In the above example, the value of y is validated against the constraints before being assigned to c.

Available Constraints

Numeric Constraints (`number`)

Constraint	Description
`@eq(value)`	Value must equal the specified value
`@neq(value)`	Value must not equal the specified value
`@gt(value)`	Value must be greater than the specified value
`@lt(value)`	Value must be less than the specified value
`@in(values...)`	Value must be in the specified list
`@not_in(values...)`	Value must not be in the specified list
`@range(min, max)`	Value must be between min and max (inclusive)
`@multiple_of(value)`	Value must be a multiple of the specified value
`@even()`	Value must be even
`@odd()`	Value must be odd
`@positive()`	Value must be positive
`@negative()`	Value must be negative
`@non_negative()`	Value must be non-negative (≥ 0)
`@non_positive()`	Value must be non-positive (≤ 0)

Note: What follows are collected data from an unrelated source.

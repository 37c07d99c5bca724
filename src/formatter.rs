//! Prompt text rendering under a character budget.
//!
//! Grouped posts are rendered into one plain-text block for the language
//! model:
//!
//! ```text
//! ## @alice (2 posts)
//! - [2025-05-06 10:00:00 UTC] Big card reveal today
//!   https://x.com/alice/status/1001
//!
//! - [2025-05-06 12:30:00 UTC] Tournament results are in (repost of @bob)
//!   https://x.com/bob/status/1002
//!
//! ----------------------------------------
//!
//! ```
//!
//! # Truncation
//!
//! The budget is counted in Unicode scalar values. While the rendering is
//! over budget, the globally oldest post (ties: later-listed author first) is
//! shortened with a trailing `…` by exactly the overflow when its text can
//! absorb it, and removed otherwise. The newest post overall is never
//! removed, only shortened. If even that cannot fit, the output is hard-cut.
//!
//! The retained groups are returned alongside the text, and formatting them
//! again yields the same text.

use std::cmp::Reverse;
use std::collections::HashSet;

use chrono::{DateTime, Utc};
use tracing::{debug, info};

use crate::models::{AuthorGroup, GroupedPosts, Post};

const SEPARATOR_WIDTH: usize = 40;
const ELLIPSIS: char = '…';

/// Formatter output: the prompt text plus what survived truncation.
#[derive(Debug, Clone)]
pub struct FormattedText {
    pub text: String,
    /// The posts the text was rendered from, with any shortened texts.
    pub retained: GroupedPosts,
    pub dropped_posts: usize,
    pub truncated_posts: usize,
}

impl FormattedText {
    pub fn char_len(&self) -> usize {
        self.text.chars().count()
    }

    pub fn was_truncated(&self) -> bool {
        self.dropped_posts > 0 || self.truncated_posts > 0
    }
}

/// Render `grouped` into at most `budget` characters.
pub fn format_for_prompt(grouped: &GroupedPosts, budget: usize) -> FormattedText {
    let mut groups: Vec<AuthorGroup> = grouped
        .groups
        .iter()
        .filter(|g| !g.posts.is_empty())
        .cloned()
        .collect();
    let mut dropped_posts = 0usize;
    let mut truncated: HashSet<(String, String)> = HashSet::new();

    loop {
        let text = render(&groups);
        let len = text.chars().count();
        if len <= budget {
            if dropped_posts > 0 || !truncated.is_empty() {
                info!(
                    budget,
                    len,
                    dropped_posts,
                    truncated_posts = truncated.len(),
                    "Prompt text truncated to budget"
                );
            }
            return FormattedText {
                text,
                retained: GroupedPosts { groups },
                dropped_posts,
                truncated_posts: truncated.len(),
            };
        }
        let overflow = len - budget;

        let newest = newest_position(&groups);
        match oldest_position(&groups, newest) {
            Some((gi, pi)) => {
                let post = &mut groups[gi].posts[pi];
                if shorten(&mut post.text, overflow) {
                    truncated.insert((post.author.clone(), post.id.clone()));
                } else {
                    debug!(author = %post.author, id = %post.id, "Dropping post to fit budget");
                    let removed = groups[gi].posts.remove(pi);
                    truncated.remove(&(removed.author, removed.id));
                    dropped_posts += 1;
                    if groups[gi].posts.is_empty() {
                        groups.remove(gi);
                    }
                }
            }
            None => {
                let absorbs = newest
                    .filter(|&(gi, pi)| groups[gi].posts[pi].text.chars().count() > overflow + 1);
                match absorbs {
                    Some((gi, pi)) => {
                        let post = &mut groups[gi].posts[pi];
                        shorten(&mut post.text, overflow);
                        truncated.insert((post.author.clone(), post.id.clone()));
                    }
                    None => {
                        info!(budget, len, "Headers alone exceed budget; hard-cutting output");
                        return FormattedText {
                            text: hard_cut(&text, budget),
                            retained: GroupedPosts { groups },
                            dropped_posts,
                            truncated_posts: truncated.len(),
                        };
                    }
                }
            }
        }
    }
}

/// Plain rendering without any budget.
pub fn render(groups: &[AuthorGroup]) -> String {
    let separator = "-".repeat(SEPARATOR_WIDTH);
    let mut lines: Vec<String> = Vec::new();

    for group in groups.iter().filter(|g| !g.posts.is_empty()) {
        lines.push(format!("## @{} ({} posts)", group.author, group.posts.len()));
        for post in &group.posts {
            lines.push(post_line(post));
            lines.push(format!("  {}", post.url));
            lines.push(String::new());
        }
        lines.push(separator.clone());
        lines.push(String::new());
    }

    lines.join("\n")
}

fn post_line(post: &Post) -> String {
    let timestamp = post.created_at.format("%Y-%m-%d %H:%M:%S UTC");
    match &post.repost_of {
        Some(original) => format!("- [{timestamp}] {} (repost of @{original})", post.text),
        None => format!("- [{timestamp}] {}", post.text),
    }
}

/// Order key: older first, then later-listed author, then earlier in group.
fn age_key(groups: &[AuthorGroup], gi: usize, pi: usize) -> (DateTime<Utc>, Reverse<usize>, usize) {
    (groups[gi].posts[pi].created_at, Reverse(gi), pi)
}

fn positions(groups: &[AuthorGroup]) -> impl Iterator<Item = (usize, usize)> + '_ {
    groups
        .iter()
        .enumerate()
        .flat_map(|(gi, g)| (0..g.posts.len()).map(move |pi| (gi, pi)))
}

fn newest_position(groups: &[AuthorGroup]) -> Option<(usize, usize)> {
    positions(groups).max_by_key(|&(gi, pi)| age_key(groups, gi, pi))
}

fn oldest_position(
    groups: &[AuthorGroup],
    newest: Option<(usize, usize)>,
) -> Option<(usize, usize)> {
    positions(groups)
        .filter(|&pos| Some(pos) != newest)
        .min_by_key(|&(gi, pi)| age_key(groups, gi, pi))
}

/// Shorten `text` by exactly `overflow` characters, ending it with `…`.
///
/// Returns `false` (leaving `text` untouched) when at least one original
/// character could not be kept.
fn shorten(text: &mut String, overflow: usize) -> bool {
    let chars = text.chars().count();
    if chars <= overflow + 1 {
        return false;
    }
    let keep = chars - overflow - 1;
    let mut shortened: String = text.chars().take(keep).collect();
    shortened.push(ELLIPSIS);
    *text = shortened;
    true
}

fn hard_cut(text: &str, budget: usize) -> String {
    if budget == 0 {
        return String::new();
    }
    let mut cut: String = text.chars().take(budget - 1).collect();
    cut.push(ELLIPSIS);
    cut
}
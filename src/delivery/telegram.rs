//! Telegram chat transport.
//!
//! Messages are sent without a parse mode, so text arrives exactly as
//! written and emphasis stays plain.

use teloxide::Bot;
use teloxide::prelude::Requester;
use teloxide::types::ChatId;
use tracing::instrument;

use super::ChatSink;
use crate::error::DeliveryError;

/// Telegram allows 4096; leave room for formatting.
pub const TELEGRAM_MESSAGE_LIMIT: usize = 4000;

#[derive(Clone)]
pub struct TelegramChat {
    bot: Bot,
    chat_id: ChatId,
}

impl TelegramChat {
    pub fn new(bot: Bot, chat_id: i64) -> Self {
        Self {
            bot,
            chat_id: ChatId(chat_id),
        }
    }
}

impl ChatSink for TelegramChat {
    fn name(&self) -> &'static str {
        "telegram"
    }

    fn max_message_chars(&self) -> usize {
        TELEGRAM_MESSAGE_LIMIT
    }

    #[instrument(level = "debug", skip_all, fields(chat_id = self.chat_id.0))]
    async fn send(&self, text: &str) -> Result<(), DeliveryError> {
        self.bot.send_message(self.chat_id, text).await?;
        Ok(())
    }
}

#[cfg(test)]
mod tests {
    use super::*;
    use crate::delivery::{link_digest, summary_header};
    use crate::models::fixtures::post;
    use crate::models::{AuthorGroup, GroupedPosts};
    use chrono::{TimeZone, Utc};

    #[test]
    fn test_header_and_links_are_plain_text() {
        let chat = TelegramChat::new(Bot::new("123:abc"), 42);
        let at = Utc.with_ymd_and_hms(2025, 5, 6, 9, 0, 0).unwrap();
        assert_eq!(summary_header(&chat, at, 12), "05/06 — last 12 hours summary");

        let grouped = GroupedPosts {
            groups: vec![AuthorGroup {
                author: "alice".into(),
                posts: vec![post("1", "alice", 0, "a")],
            }],
        };
        let links = link_digest(&chat, &grouped);
        assert!(!links.contains('*'), "{links}");
        assert!(links.contains("@alice\nhttps://x.com/alice/status/1"));
        assert_eq!(chat.max_message_chars(), TELEGRAM_MESSAGE_LIMIT);
    }
}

Number-Specific Constraints

Constraint	Description
`@finite()`	Value must be finite
`@infinite()`	Value must be infinite
`@nan()`	Value must be NaN

String Constraints

Constraint	Description
`@length(value)`	String must be exactly the specified length
`@minlength(value)`	String must be at least the specified length
`@maxlength(value)`	String must be at most the specified length
`@regexp(pattern)`	String must match the specified regular expression
`@starts_with(substring)`	String must start with the specified substring
`@ends_with(substring)`	String must end with the specified substring
`@has_substring(substring)`	String must contain the specified substring
`@not_has_substring(substring)`	String must not contain the specified substring
`@email()`	String must be a valid email address
`@url()`	String must be a valid URL
`@uuid()`	String must be a valid UUID
`@alphanumeric()`	String must contain only alphanumeric characters
`@alpha()`	String must contain only letter characters
`@numeric()`	String must contain only numeric characters
`@lowercase()`	String must be lowercase
`@uppercase()`	String must be uppercase
`@trimmed()`	String must not have leading or trailing whitespace
`@not_empty()`	String must not be empty
`@one_of(values...)`	String must be one of the specified values
`@not_one_of(values...)`	String must not be one of the specified values

List Constraints

Constraint	Description
`@not_empty()`	List must not be empty

Type Conversion with Constraints

When converting between types using the cast .. as construct, the result is validated against the new type constraints before returning the result.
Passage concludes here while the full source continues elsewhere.